→ **Work item**
Filter these entries so that only lines with the word "unwrapping" remain.

[Data extract — start]

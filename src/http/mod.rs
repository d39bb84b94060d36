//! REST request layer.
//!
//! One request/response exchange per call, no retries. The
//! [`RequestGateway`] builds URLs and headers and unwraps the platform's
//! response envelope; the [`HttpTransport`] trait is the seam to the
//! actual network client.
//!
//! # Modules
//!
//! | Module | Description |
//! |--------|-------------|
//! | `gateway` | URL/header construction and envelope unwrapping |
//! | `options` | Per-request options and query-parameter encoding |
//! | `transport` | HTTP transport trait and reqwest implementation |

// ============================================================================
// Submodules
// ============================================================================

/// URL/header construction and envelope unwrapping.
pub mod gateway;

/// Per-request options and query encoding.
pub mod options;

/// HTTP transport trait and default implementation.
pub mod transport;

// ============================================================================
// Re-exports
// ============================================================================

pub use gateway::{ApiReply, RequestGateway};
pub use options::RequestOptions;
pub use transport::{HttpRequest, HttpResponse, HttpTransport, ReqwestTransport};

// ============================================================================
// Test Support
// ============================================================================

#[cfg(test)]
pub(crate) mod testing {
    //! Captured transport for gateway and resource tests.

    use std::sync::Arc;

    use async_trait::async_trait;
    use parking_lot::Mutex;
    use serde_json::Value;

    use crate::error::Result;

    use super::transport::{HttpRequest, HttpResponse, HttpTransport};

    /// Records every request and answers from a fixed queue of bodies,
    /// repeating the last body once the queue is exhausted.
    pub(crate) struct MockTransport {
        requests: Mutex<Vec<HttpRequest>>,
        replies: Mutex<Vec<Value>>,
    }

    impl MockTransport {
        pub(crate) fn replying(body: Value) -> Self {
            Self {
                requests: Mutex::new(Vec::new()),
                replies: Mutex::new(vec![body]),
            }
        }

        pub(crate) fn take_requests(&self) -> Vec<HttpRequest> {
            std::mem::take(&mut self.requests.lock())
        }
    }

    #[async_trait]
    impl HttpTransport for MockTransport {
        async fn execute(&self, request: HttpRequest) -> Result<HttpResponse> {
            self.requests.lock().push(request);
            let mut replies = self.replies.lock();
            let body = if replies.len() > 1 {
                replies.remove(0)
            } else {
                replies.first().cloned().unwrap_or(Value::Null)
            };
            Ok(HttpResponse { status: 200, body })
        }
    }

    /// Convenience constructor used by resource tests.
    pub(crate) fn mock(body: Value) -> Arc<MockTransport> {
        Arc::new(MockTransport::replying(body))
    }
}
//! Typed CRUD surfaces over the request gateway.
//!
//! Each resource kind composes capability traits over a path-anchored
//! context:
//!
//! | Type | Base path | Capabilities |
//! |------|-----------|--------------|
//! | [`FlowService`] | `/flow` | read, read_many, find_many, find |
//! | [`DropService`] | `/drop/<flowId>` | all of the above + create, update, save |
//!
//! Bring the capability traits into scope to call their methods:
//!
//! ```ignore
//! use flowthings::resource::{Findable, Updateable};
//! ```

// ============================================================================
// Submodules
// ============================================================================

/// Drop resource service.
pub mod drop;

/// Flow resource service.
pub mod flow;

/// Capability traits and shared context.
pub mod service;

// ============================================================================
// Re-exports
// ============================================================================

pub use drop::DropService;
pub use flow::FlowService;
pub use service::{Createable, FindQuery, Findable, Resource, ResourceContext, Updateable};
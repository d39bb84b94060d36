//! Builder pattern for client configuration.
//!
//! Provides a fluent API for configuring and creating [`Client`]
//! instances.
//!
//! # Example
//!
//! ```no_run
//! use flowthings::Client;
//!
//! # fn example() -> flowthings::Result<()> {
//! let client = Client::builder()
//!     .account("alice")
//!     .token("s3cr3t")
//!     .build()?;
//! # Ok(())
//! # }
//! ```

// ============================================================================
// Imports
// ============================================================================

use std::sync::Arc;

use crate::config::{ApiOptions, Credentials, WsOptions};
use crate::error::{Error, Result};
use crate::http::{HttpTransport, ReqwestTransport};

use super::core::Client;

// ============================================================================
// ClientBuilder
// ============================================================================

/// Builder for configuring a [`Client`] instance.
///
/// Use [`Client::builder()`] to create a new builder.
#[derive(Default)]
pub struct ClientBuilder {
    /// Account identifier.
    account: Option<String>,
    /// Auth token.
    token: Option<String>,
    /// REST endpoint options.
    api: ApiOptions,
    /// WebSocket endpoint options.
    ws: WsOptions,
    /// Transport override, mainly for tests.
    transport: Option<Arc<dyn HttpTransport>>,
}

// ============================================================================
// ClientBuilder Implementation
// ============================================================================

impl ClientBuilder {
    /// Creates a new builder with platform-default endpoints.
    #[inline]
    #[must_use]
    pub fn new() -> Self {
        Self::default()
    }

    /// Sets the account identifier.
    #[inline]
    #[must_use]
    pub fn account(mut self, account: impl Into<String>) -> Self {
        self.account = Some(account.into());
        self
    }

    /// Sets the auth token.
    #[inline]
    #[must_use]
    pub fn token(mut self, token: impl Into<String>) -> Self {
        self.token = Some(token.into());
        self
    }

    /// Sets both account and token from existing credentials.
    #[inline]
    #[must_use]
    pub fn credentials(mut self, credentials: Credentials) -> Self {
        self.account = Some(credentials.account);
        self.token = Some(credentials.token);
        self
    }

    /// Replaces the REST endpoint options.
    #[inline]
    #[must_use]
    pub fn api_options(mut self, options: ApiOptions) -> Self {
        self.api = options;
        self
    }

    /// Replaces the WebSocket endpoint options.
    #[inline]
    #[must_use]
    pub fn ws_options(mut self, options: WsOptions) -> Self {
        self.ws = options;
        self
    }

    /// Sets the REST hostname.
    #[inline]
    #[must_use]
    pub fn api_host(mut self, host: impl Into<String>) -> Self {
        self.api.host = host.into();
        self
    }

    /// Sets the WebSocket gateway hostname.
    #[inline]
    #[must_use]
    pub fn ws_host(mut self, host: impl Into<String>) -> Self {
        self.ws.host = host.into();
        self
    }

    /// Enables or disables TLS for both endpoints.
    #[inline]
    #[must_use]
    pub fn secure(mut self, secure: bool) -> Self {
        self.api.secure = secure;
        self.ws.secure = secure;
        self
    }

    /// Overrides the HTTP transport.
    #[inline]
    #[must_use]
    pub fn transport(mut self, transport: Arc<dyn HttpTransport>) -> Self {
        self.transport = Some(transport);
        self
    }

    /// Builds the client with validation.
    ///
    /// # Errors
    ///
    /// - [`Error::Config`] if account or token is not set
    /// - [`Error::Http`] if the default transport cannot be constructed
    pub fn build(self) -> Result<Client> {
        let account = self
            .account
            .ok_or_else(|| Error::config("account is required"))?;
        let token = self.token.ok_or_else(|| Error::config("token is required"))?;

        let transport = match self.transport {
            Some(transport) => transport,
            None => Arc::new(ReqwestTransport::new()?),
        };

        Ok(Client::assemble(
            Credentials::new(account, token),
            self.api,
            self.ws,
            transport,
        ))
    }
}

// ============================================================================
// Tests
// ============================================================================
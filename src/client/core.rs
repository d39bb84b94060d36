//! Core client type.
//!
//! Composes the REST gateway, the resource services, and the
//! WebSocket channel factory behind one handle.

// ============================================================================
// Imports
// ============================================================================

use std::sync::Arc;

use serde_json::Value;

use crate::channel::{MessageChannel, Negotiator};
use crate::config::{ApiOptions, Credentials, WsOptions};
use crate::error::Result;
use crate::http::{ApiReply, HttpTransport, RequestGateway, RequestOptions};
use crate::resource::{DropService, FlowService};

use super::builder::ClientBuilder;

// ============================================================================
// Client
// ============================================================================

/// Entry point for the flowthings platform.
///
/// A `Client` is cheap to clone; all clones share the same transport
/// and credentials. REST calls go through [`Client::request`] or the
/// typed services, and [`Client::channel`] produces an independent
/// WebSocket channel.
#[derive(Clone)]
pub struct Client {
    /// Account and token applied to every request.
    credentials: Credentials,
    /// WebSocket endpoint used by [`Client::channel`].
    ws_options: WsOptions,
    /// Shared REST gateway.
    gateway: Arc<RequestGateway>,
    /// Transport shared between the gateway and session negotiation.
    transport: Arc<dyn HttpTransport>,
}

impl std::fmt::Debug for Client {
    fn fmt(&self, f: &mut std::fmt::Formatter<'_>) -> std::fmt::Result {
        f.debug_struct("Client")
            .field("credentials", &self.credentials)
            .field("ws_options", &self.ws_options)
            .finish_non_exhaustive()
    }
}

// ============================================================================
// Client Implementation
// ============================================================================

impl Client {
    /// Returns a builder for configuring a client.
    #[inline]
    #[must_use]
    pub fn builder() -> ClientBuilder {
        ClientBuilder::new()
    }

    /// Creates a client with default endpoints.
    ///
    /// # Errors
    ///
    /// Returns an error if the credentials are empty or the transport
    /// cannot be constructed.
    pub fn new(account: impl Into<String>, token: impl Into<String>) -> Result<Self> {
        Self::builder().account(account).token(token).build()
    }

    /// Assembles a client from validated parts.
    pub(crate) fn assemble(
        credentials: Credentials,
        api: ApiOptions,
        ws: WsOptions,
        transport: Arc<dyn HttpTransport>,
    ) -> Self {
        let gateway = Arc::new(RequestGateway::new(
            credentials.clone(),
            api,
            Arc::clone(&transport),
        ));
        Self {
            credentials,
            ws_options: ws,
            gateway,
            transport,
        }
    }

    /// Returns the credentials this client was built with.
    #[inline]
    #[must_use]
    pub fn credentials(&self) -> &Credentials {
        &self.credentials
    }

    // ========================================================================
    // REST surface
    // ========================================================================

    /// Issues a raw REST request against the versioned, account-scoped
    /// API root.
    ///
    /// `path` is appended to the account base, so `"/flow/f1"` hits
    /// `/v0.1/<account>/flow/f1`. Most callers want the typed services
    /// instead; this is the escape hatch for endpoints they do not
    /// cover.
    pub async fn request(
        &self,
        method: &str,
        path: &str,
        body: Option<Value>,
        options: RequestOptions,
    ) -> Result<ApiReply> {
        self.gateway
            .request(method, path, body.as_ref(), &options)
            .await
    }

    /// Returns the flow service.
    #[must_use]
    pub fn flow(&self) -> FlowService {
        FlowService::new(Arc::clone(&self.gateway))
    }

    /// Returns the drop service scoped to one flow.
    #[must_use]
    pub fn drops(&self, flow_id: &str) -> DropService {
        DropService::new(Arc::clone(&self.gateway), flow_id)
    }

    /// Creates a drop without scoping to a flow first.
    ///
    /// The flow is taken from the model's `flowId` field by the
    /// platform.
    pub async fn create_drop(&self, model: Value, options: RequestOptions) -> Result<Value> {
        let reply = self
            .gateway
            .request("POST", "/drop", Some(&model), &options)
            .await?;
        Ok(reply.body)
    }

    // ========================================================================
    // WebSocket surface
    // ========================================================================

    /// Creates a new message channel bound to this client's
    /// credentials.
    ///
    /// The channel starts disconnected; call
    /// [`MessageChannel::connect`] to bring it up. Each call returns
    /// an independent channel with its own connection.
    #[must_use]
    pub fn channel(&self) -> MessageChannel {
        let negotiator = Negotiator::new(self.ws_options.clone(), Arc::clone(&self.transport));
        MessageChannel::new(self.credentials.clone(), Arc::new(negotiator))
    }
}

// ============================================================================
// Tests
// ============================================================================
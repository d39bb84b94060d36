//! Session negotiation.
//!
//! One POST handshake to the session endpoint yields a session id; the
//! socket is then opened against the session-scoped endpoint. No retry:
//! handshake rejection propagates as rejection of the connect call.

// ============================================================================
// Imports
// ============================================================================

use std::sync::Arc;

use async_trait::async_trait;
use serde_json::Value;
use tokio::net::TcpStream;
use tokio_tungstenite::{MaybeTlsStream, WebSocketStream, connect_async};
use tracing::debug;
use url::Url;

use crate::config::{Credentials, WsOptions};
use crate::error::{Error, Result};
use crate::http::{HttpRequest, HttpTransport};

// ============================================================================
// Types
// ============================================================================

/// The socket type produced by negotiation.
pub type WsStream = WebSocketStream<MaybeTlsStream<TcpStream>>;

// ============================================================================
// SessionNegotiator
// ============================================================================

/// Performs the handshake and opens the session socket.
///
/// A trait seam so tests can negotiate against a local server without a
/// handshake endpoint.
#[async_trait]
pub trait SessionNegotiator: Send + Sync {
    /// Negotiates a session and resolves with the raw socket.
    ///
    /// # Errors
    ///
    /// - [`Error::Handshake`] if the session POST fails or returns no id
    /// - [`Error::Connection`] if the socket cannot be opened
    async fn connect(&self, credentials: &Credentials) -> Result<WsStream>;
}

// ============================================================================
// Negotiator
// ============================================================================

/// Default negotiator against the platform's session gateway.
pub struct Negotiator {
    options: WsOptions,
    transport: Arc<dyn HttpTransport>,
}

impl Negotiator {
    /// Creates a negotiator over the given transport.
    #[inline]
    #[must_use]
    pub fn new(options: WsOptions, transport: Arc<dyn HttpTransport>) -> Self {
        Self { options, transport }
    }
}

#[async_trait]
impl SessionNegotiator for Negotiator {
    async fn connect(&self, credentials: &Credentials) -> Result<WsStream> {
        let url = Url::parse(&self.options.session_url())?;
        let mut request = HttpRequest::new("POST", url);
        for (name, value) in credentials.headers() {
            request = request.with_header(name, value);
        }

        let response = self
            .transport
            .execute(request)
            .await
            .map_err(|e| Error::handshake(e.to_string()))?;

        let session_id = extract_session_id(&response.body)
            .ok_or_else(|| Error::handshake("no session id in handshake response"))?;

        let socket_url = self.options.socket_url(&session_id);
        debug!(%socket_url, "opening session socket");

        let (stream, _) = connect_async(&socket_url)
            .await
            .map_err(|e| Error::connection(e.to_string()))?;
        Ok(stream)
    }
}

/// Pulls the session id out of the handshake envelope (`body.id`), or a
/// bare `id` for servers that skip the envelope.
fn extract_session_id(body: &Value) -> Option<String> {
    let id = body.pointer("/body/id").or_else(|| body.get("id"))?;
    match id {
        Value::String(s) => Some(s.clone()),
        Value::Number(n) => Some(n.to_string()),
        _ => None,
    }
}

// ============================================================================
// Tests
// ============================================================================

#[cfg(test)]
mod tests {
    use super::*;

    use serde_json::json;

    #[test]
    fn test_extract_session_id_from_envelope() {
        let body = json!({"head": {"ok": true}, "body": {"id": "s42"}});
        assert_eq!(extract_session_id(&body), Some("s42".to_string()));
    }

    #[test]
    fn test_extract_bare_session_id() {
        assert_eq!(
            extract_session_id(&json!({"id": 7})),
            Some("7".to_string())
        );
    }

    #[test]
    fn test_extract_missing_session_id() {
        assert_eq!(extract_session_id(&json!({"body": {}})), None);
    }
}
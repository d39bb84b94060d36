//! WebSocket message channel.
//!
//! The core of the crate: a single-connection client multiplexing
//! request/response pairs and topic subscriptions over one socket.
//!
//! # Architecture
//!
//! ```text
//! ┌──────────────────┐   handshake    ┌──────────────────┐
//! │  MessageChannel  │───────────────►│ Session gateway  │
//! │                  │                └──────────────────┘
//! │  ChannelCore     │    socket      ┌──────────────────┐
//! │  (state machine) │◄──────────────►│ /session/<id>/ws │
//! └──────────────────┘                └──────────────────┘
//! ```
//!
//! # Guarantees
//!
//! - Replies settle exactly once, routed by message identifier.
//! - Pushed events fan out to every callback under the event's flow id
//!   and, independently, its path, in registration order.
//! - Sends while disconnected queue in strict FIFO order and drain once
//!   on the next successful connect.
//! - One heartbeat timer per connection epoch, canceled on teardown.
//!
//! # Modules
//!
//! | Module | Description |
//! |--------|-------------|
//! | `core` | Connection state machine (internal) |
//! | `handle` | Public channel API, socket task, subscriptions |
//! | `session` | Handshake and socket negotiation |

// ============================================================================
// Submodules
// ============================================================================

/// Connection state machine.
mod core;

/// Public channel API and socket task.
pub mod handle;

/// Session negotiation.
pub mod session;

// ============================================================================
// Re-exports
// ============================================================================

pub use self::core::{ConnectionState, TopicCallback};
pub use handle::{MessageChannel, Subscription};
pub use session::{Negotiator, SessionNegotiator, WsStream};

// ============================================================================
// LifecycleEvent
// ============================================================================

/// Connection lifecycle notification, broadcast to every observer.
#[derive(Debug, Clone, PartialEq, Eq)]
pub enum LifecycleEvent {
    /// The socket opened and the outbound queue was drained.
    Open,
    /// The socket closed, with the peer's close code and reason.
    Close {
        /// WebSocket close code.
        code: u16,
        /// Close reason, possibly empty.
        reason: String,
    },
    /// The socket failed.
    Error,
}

[Data extract — finish]

→ **Answer to this task**
//! | `gateway` | URL/header construction and envelope unwrapping |
/// URL/header construction and envelope unwrapping.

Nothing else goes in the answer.